The DSM has been embroiled in controversy for a number of years. Critics have said that it has outlasted its usefulness, has turned complaints that are not truly illnesses into medical conditions, and has been unduly influenced by pharmaceutical companies looking for new markets for their drugs.
There have also been complaints that widened definitions of several disorder have led to over-diagnosis of conditions such as bipolar disorder and attention deficit hyperactivity disorder.
Now, Insel has said in a blog post published by the NIMH that he wants a complete shift to diagnoses based on science not symptoms.
"Unlike our definitions of ischaemic heart disease, lymphoma or AIDS, the DSM diagnoses are based on a consensus about clusters of clinical symptoms, not any objective laboratory measure," Insel says. "In the rest of medicine, this would be equivalent to creating diagnostic systems based on the nature of chest pain, or the quality of fever."
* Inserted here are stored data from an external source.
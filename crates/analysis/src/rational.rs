// Rational functions of x
//
// A quotient of two polynomials, kept with common powers of x cancelled and
// a denominator whose leading coefficient is positive.

use crate::polynomial::{integer_exponent, Polynomial};
use crate::roots::real_roots;
use parser::ast::{BinaryOp, Expr, UnaryOp};

#[derive(Debug, Clone, PartialEq)]
pub struct Rational {
    pub numerator: Polynomial,
    pub denominator: Polynomial,
}

impl Rational {
    /// Build and reduce; `None` when the denominator is the zero polynomial
    pub fn new(numerator: Polynomial, denominator: Polynomial) -> Option<Rational> {
        if denominator.is_zero() {
            return None;
        }
        Some(Rational {
            numerator,
            denominator,
        }
        .reduce())
    }

    pub fn from_polynomial(poly: Polynomial) -> Rational {
        Rational {
            numerator: poly,
            denominator: Polynomial::constant(1.0),
        }
    }

    fn reduce(self) -> Rational {
        let Rational {
            mut numerator,
            mut denominator,
        } = self;

        if numerator.is_zero() {
            return Rational::from_polynomial(Polynomial::zero());
        }

        let shared = numerator.lowest_power().min(denominator.lowest_power());
        if shared > 0 {
            numerator = numerator.shift_down(shared);
            denominator = denominator.shift_down(shared);
        }

        if let Some(divisor) = denominator.constant_value() {
            return Rational::from_polynomial(numerator.scale(1.0 / divisor));
        }

        if denominator.leading() < 0.0 {
            numerator = -&numerator;
            denominator = -&denominator;
        }

        Rational {
            numerator,
            denominator,
        }
    }

    /// Both sides within `MAX_DEGREE` with finite coefficients
    pub fn is_bounded(&self) -> bool {
        self.numerator.is_bounded() && self.denominator.is_bounded()
    }

    pub fn is_polynomial(&self) -> bool {
        self.denominator.degree() == Some(0)
    }

    pub fn eval(&self, x: f64) -> f64 {
        self.numerator.eval(x) / self.denominator.eval(x)
    }

    pub fn add(&self, rhs: &Rational) -> Rational {
        if self.denominator == rhs.denominator {
            return Rational {
                numerator: &self.numerator + &rhs.numerator,
                denominator: self.denominator.clone(),
            }
            .reduce();
        }
        Rational {
            numerator: &(&self.numerator * &rhs.denominator) + &(&rhs.numerator * &self.denominator),
            denominator: &self.denominator * &rhs.denominator,
        }
        .reduce()
    }

    pub fn negate(&self) -> Rational {
        Rational {
            numerator: -&self.numerator,
            denominator: self.denominator.clone(),
        }
    }

    pub fn mul(&self, rhs: &Rational) -> Rational {
        Rational {
            numerator: &self.numerator * &rhs.numerator,
            denominator: &self.denominator * &rhs.denominator,
        }
        .reduce()
    }

    /// `None` when dividing by the zero function
    pub fn div(&self, rhs: &Rational) -> Option<Rational> {
        Rational::new(
            &self.numerator * &rhs.denominator,
            &self.denominator * &rhs.numerator,
        )
    }

    /// `None` for a zero base with a negative exponent or an unbounded result
    pub fn powi(&self, exponent: i32) -> Option<Rational> {
        let magnitude = exponent.unsigned_abs();
        let numerator = self.numerator.checked_powi(magnitude)?;
        let denominator = self.denominator.checked_powi(magnitude)?;
        if exponent >= 0 {
            Rational::new(numerator, denominator)
        } else {
            Rational::new(denominator, numerator)
        }
    }

    /// Rational form of an expression built from `+ - * /` and integer powers.
    ///
    /// Subtrees whose form is not bounded yield `None` and stay symbolic.
    pub fn from_expr(expr: &Expr) -> Option<Rational> {
        Rational::convert(expr).filter(Rational::is_bounded)
    }

    fn convert(expr: &Expr) -> Option<Rational> {
        match expr {
            Expr::Number(_) | Expr::Variable | Expr::Constant(_) => {
                Polynomial::from_expr(expr).map(Rational::from_polynomial)
            }
            Expr::Unary {
                op: UnaryOp::Negate,
                expr,
            } => Rational::from_expr(expr).map(|r| r.negate()),
            Expr::Binary { op, lhs, rhs } => {
                let lhs = Rational::from_expr(lhs)?;
                let rhs = Rational::from_expr(rhs)?;
                match op {
                    BinaryOp::Add => Some(lhs.add(&rhs)),
                    BinaryOp::Sub => Some(lhs.add(&rhs.negate())),
                    BinaryOp::Mul => Some(lhs.mul(&rhs)),
                    BinaryOp::Div => lhs.div(&rhs),
                    BinaryOp::Pow => {
                        if !rhs.is_polynomial() {
                            return None;
                        }
                        let exponent = integer_exponent(&rhs.numerator)?;
                        lhs.powi(exponent)
                    }
                }
            }
            Expr::Call { .. } => None,
        }
    }

    /// `numerator/denominator`, each side in canonical polynomial form
    pub fn to_expr(&self) -> Expr {
        if self.is_polynomial() {
            return self.numerator.scale(1.0 / self.denominator.leading()).to_expr();
        }
        Expr::div(self.numerator.to_expr(), self.denominator.to_expr())
    }

    /// Real zeros of the denominator
    pub fn poles(&self) -> Vec<f64> {
        real_roots(&self.denominator)
    }
}
// Textual and LaTeX rendering of expressions
//
// The text form re-parses to an equivalent expression; the LaTeX form feeds the formula renderer.

use crate::ast::{BinaryOp, Constant, Expr, Function, PREC_NEGATE, PREC_PRODUCT};
use std::fmt;

/// Format a number with at most 10 decimal places and no trailing zeros.
///
/// Rounding only hides floating noise (`0.1 + 0.2` prints `0.3`); a value that
/// rounding would change by more than a relative 1e-9, such as `1e-12`, is
/// printed in full so the text re-parses to the same number.
pub fn format_number(value: f64) -> String {
    if value.is_nan() {
        return "NaN".to_string();
    }
    if value.is_infinite() {
        return if value > 0.0 { "∞" } else { "-∞" }.to_string();
    }
    if value.abs() >= 1e15 {
        return format!("{}", value);
    }
    let rounded = (value * 1e10).round() / 1e10;
    if (rounded - value).abs() > 1e-9 * value.abs() {
        return format!("{}", value);
    }
    // -0 prints as 0
    if rounded == 0.0 {
        "0".to_string()
    } else {
        format!("{}", rounded)
    }
}

/// Parenthesization for the two operands of a binary node
fn operand_parens(op: BinaryOp, lhs: &Expr, rhs: &Expr) -> (bool, bool) {
    let prec = op.precedence();
    let lhs_prec = lhs.precedence();
    let rhs_prec = rhs.precedence();
    // A signed right operand is always wrapped: a*(-b), x^(-1)
    let rhs_signed = rhs_prec == PREC_NEGATE;
    match op {
        BinaryOp::Pow => (lhs_prec <= prec, rhs_prec < prec || rhs_signed),
        BinaryOp::Sub | BinaryOp::Div => (lhs_prec < prec, rhs_prec <= prec || rhs_signed),
        BinaryOp::Add | BinaryOp::Mul => (lhs_prec < prec, rhs_prec < prec || rhs_signed),
    }
}

/// -(a + b) and -(-a) need parentheses, -a*b does not
fn negate_parens(operand: &Expr) -> bool {
    let prec = operand.precedence();
    prec < PREC_PRODUCT || prec == PREC_NEGATE
}

struct Wrapped<'a>(&'a Expr, bool);

impl fmt::Display for Wrapped<'_> {
    fn fmt(&self, f: &mut fmt::Formatter<'_>) -> fmt::Result {
        if self.1 {
            write!(f, "({})", self.0)
        } else {
            write!(f, "{}", self.0)
        }
    }
}

impl fmt::Display for Expr {
    fn fmt(&self, f: &mut fmt::Formatter<'_>) -> fmt::Result {
        match self {
            Expr::Number(value) => write!(f, "{}", format_number(*value)),
            Expr::Variable => write!(f, "x"),
            Expr::Constant(constant) => write!(f, "{}", constant.name()),
            Expr::Unary { expr, .. } => write!(f, "-{}", Wrapped(expr, negate_parens(expr))),
            Expr::Binary { op, lhs, rhs } => {
                let (left, right) = operand_parens(*op, lhs, rhs);
                let lhs = Wrapped(lhs, left);
                let rhs = Wrapped(rhs, right);
                match op {
                    BinaryOp::Add | BinaryOp::Sub => write!(f, "{} {} {}", lhs, op.symbol(), rhs),
                    _ => write!(f, "{}{}{}", lhs, op.symbol(), rhs),
                }
            }
            Expr::Call { func, arg } => write!(f, "{}({})", func.name(), arg),
        }
    }
}

impl Expr {
    /// LaTeX source for the formula renderer
    pub fn to_latex(&self) -> String {
        match self {
            Expr::Number(value) => format_number(*value),
            Expr::Variable => "x".to_string(),
            Expr::Constant(Constant::Pi) => "\\pi".to_string(),
            Expr::Constant(Constant::E) => "e".to_string(),
            Expr::Unary { expr, .. } => format!("-{}", latex_wrap(expr, negate_parens(expr))),
            Expr::Binary { op, lhs, rhs } => {
                let (left, right) = operand_parens(*op, lhs, rhs);
                match op {
                    BinaryOp::Add => format!("{} + {}", latex_wrap(lhs, left), latex_wrap(rhs, right)),
                    BinaryOp::Sub => format!("{} - {}", latex_wrap(lhs, left), latex_wrap(rhs, right)),
                    BinaryOp::Mul => {
                        // 3x^{2} rather than 3 \cdot x^{2}
                        let juxtapose =
                            matches!(**lhs, Expr::Number(_)) && !rhs.starts_with_number() && !right;
                        if juxtapose {
                            format!("{}{}", latex_wrap(lhs, left), rhs.to_latex())
                        } else {
                            format!("{} \\cdot {}", latex_wrap(lhs, left), latex_wrap(rhs, right))
                        }
                    }
                    BinaryOp::Div => format!("\\frac{{{}}}{{{}}}", lhs.to_latex(), rhs.to_latex()),
                    // Braces group the exponent
                    BinaryOp::Pow => format!("{}^{{{}}}", latex_wrap(lhs, left), rhs.to_latex()),
                }
            }
            Expr::Call { func, arg } => match func {
                Function::Sqrt => format!("\\sqrt{{{}}}", arg.to_latex()),
                Function::Log => format!("\\log_{{10}}\\left({}\\right)", arg.to_latex()),
                _ => format!("\\{}\\left({}\\right)", func.name(), arg.to_latex()),
            },
        }
    }
}

fn latex_wrap(expr: &Expr, parens: bool) -> String {
    if parens {
        format!("\\left({}\\right)", expr.to_latex())
    } else {
        expr.to_latex()
    }
}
Insel says that elsewhere in medicine this type of symptom-based diagnosis been abandoned over the past half-century as scientists have learned that symptoms alone seldom indicate the best choice of treatment.
To accelerate the shift to biologically based diagnosis, Insel favours an approach embodied by a programme launched 18 months ago at the NIMH called the Research Domain Criteria project.
The approach is based on the idea that mental disorders are biological problems involving brain circuits that dictate specific patterns of cognition, emotion and behaviour. Concentrating on treating these problems, rather than symptoms is hoped to provide a better outlook for patients.
"We cannot succeed if we use DSM categories as the gold standard," says Insel. "That is why NIMH will be reorienting its research away from DSM categories," says Insel.